Rebuild MySQL query to stay below MAX_JOIN_SIZE rows

I have a SQL query which fails (most of the times) because of too many joined rows. The error provided by MySQL is The SELECT would examine more than MAX_JOIN_SIZE rows; check your WHERE and use SET SQL_BIG_SELECTS=1 or SET MAX_JOIN_SIZE=# if the SELECT is okay. I know I can avoid the error by setting the mentioned variables SQL_BIG_SELECTS and MAX_JOIN_SIZE, but I feel like this isn't the right way and pushes the problem only a bit in the future, because the join count might grow in the future.
The facts: I have an event planning tool which assigns users (=workers) to certain tasks.
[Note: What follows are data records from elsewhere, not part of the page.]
//! Shell entrypoints of the rendered containers. User input only ever reaches
//! them through environment variables or positional arguments.

pub const GIT_FETCH: &str = r#"set -eu
depth_args=""
if [ -n "${GIT_DEPTH:-}" ]; then
  depth_args="--depth ${GIT_DEPTH}"
fi
if [ -n "${GIT_REVISION:-}" ]; then
  git init -q /workspace/src
  cd /workspace/src
  git remote add origin "${GIT_URL}"
  git fetch $depth_args origin "${GIT_REVISION}"
  git checkout -q --detach FETCH_HEAD
else
  git clone $depth_args "${GIT_URL}" /workspace/src
fi
"#;

pub const S3_FETCH: &str = r#"set -eu
creds=/var/run/secrets/buildtask/s3
if [ -f "${creds}/AWS_ACCESS_KEY_ID" ]; then
  AWS_ACCESS_KEY_ID="$(cat "${creds}/AWS_ACCESS_KEY_ID")"
  export AWS_ACCESS_KEY_ID
fi
if [ -f "${creds}/AWS_SECRET_ACCESS_KEY" ]; then
  AWS_SECRET_ACCESS_KEY="$(cat "${creds}/AWS_SECRET_ACCESS_KEY")"
  export AWS_SECRET_ACCESS_KEY
fi
endpoint_args=""
if [ -n "${S3_ENDPOINT:-}" ]; then
  endpoint_args="--endpoint-url ${S3_ENDPOINT}"
fi
aws s3 cp $endpoint_args "s3://${S3_BUCKET}/${S3_KEY}" /workspace/context.tar
mkdir -p /workspace/src
tar -xf /workspace/context.tar -C /workspace/src
"#;

/// Build args arrive as positional `--build-arg K=V` pairs.
pub const BUILD: &str = r#"set -eu
if [ -n "${BUILDTASK_DOCKERFILE_INLINE:-}" ]; then
  printf '%s' "${BUILDTASK_DOCKERFILE_INLINE}" > /workspace/Dockerfile.inline
  dockerfile=/workspace/Dockerfile.inline
else
  dockerfile="${BUILDTASK_CONTEXT_DIR}/${BUILDTASK_DOCKERFILE}"
fi
buildah --storage-driver "${BUILDTASK_STORAGE_DRIVER}" bud \
  --tls-verify="${BUILDTASK_TLS_VERIFY}" --layers \
  -f "${dockerfile}" -t "${BUILDTASK_IMAGE}" "$@" "${BUILDTASK_CONTEXT_DIR}"
for tag in ${BUILDTASK_EXTRA_IMAGES:-}; do
  buildah --storage-driver "${BUILDTASK_STORAGE_DRIVER}" tag "${BUILDTASK_IMAGE}" "${tag}"
done
if [ "${BUILDTASK_PUSH}" = "true" ]; then
  buildah --storage-driver "${BUILDTASK_STORAGE_DRIVER}" push \
    --tls-verify="${BUILDTASK_TLS_VERIFY}" --digestfile /workspace/image-digest "${BUILDTASK_IMAGE}"
  for tag in ${BUILDTASK_EXTRA_IMAGES:-}; do
    buildah --storage-driver "${BUILDTASK_STORAGE_DRIVER}" push \
      --tls-verify="${BUILDTASK_TLS_VERIFY}" "${tag}"
  done
  cat /workspace/image-digest > /dev/termination-log
fi
"#;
The tables are users (userid,username) [ID and name], tasks (taskid,task,start,end) [ID, task name, start as timestamp, end as timestamp] and userassignment (id,userid,taskid,deleted) [ID, user assigned to a task, the task, is the assignment still valid).
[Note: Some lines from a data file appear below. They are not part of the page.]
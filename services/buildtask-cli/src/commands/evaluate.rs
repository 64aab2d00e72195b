use std::path::Path;

use buildtask_core::{
    crds::{BuildTask, BuildTaskStatus},
    error::ObservationError,
    lifecycle::{DesiredAction, Lifecycle},
    models::ExecutionObservation,
    reconciler::Reconciler,
    traits::{ExecutionObserver, FixedClock},
};
use chrono::{DateTime, Utc};
use serde::Serialize;
use tracing::info;

use crate::error::AppError;

/// Replays an observation captured from the cluster (or none at all).
pub struct RecordedObserver {
    pub observation: Option<ExecutionObservation>,
}

impl ExecutionObserver for RecordedObserver {
    fn observe(
        &self,
        _namespace: &str,
        _job_name: &str,
    ) -> Result<Option<ExecutionObservation>, ObservationError> {
        Ok(self.observation.clone())
    }
}

#[derive(Serialize, Debug)]
#[serde(rename_all = "camelCase")]
pub struct EvaluationOutput {
    pub status: BuildTaskStatus,
    pub action: DesiredAction,
    #[serde(skip_serializing_if = "Option::is_none")]
    pub requeue_after_seconds: Option<u64>,
}

pub fn read_observation(path: &Path) -> Result<ExecutionObservation, AppError> {
    let raw = std::fs::read_to_string(path)?;
    Ok(serde_yaml::from_str(&raw)?)
}

pub fn parse_now(value: Option<&str>) -> Result<DateTime<Utc>, AppError> {
    match value {
        Some(value) => DateTime::parse_from_rfc3339(value)
            .map(|t| t.with_timezone(&Utc))
            .map_err(|source| AppError::InvalidTimestamp {
                value: value.to_string(),
                source,
            }),
        None => Ok(Utc::now()),
    }
}

pub fn cmd_evaluate(
    lifecycle: Lifecycle,
    task: &BuildTask,
    observation: Option<ExecutionObservation>,
    now: DateTime<Utc>,
) -> Result<EvaluationOutput, AppError> {
    let reconciler =
        Reconciler::with_clock(lifecycle, RecordedObserver { observation }, FixedClock(now));

    let evaluation = reconciler.reconcile_resource(task);
    info!(
        phase = ?evaluation.status.phase,
        action = %evaluation.action,
        "📊 Evaluated BuildTask"
    );

    Ok(EvaluationOutput {
        status: evaluation.status,
        action: evaluation.action,
        requeue_after_seconds: evaluation.requeue_after.map(|d| d.as_secs()),
    })
}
The exact table definition is like this:
CREATE TABLE users (
userid INT NOT NULL AUTO_INCREMENT,
username VARCHAR(250),
PRIMARY KEY (userid)
);
CREATE TABLE tasks (
taskid INT NOT NULL AUTO_INCREMENT,
task VARCHAR(250),
start INT,
end INT,
PRIMARY KEY (taskid),
INDEX USING BTREE (start),
INDEX USING BTREE (end)
);
CREATE TABLE userassignment (
id INT NOT NULL AUTO_INCREMENT,
userid INT,
taskid INT,
deleted TINYINT,
PRIMARY KEY (id),
INDEX USING BTREE (userid),
INDEX USING BTREE (userid),
UNIQUE KEY `usertasks` ( `userid` , `taskid` )
);
I need to know, which users are assigned and on which main days of the event (day 1, day 2, day 3) they're assigned.
My query looks like this:
SELECT
u.userid,
u.username,
COUNT(ua.id) AS count_all,
dayone.c AS count_one,
daytwo.c AS count_two,
daythree.c AS count_three
FROM
users AS u
INNER JOIN
userassignment AS ua ON ua.userid = u.userid AND ua.deleted = 0
INNER JOIN
tasks AS t ON ua.taskid = t.taskid
LEFT JOIN (
SELECT
u.userid,
COUNT(ua.id) AS c
FROM
users AS u
INNER JOIN
userassignment AS ua ON
ua.userid = u.userid AND
ua.deleted = 0
INNER JOIN
tasks AS t ON
ua.taskid = t.taskid
WHERE
t.start > UNIX_TIMESTAMP("2014-08-01 00:00:00") AND
t.start < UNIX_TIMESTAMP("2014-08-02 00:00:00")
GROUP BY
u.userid
) AS dayone ON dayone.userid = u.userid
LEFT JOIN (
SELECT
u.userid,
COUNT(ua.id) AS c
FROM
users AS u
INNER JOIN
userassignment AS ua ON
ua.userid = u.userid AND
ua.deleted = 0
INNER JOIN
tasks AS t ON
ua.taskid = t.taskid
WHERE
t.start > UNIX_TIMESTAMP("2014-07-31 00:00:00") AND
t.start < UNIX_TIMESTAMP("2014-08-01 00:00:00")
GROUP BY
u.userid
) AS daytwo ON daytwo.userid = u.userid
LEFT JOIN (
SELECT
u.userid,
COUNT(ua.id) AS c
FROM
users AS u
INNER JOIN
userassignment AS ua ON
ua.userid = u.userid AND
ua.deleted = 0
INNER JOIN
tasks AS t ON
ua.taskid = t.taskid
WHERE
t.start > UNIX_TIMESTAMP("2014-08-02 00:00:00") AND
t.start < UNIX_TIMESTAMP("2014-08-04 00:00:00")
GROUP BY
u.userid
) AS daythree ON daythree.userid = u.userid
WHERE
t.start > UNIX_TIMESTAMP("2014-07-31 00:00:00") AND
t.start < UNIX_TIMESTAMP("2014-08-04 00:00:00")
GROUP BY
u.userid
ORDER BY
username ASC
First I select all users which have an assignment in one of the three days (there are about six time more users in the DB than assigned to a task), then I left join the assigned users of every of the three days.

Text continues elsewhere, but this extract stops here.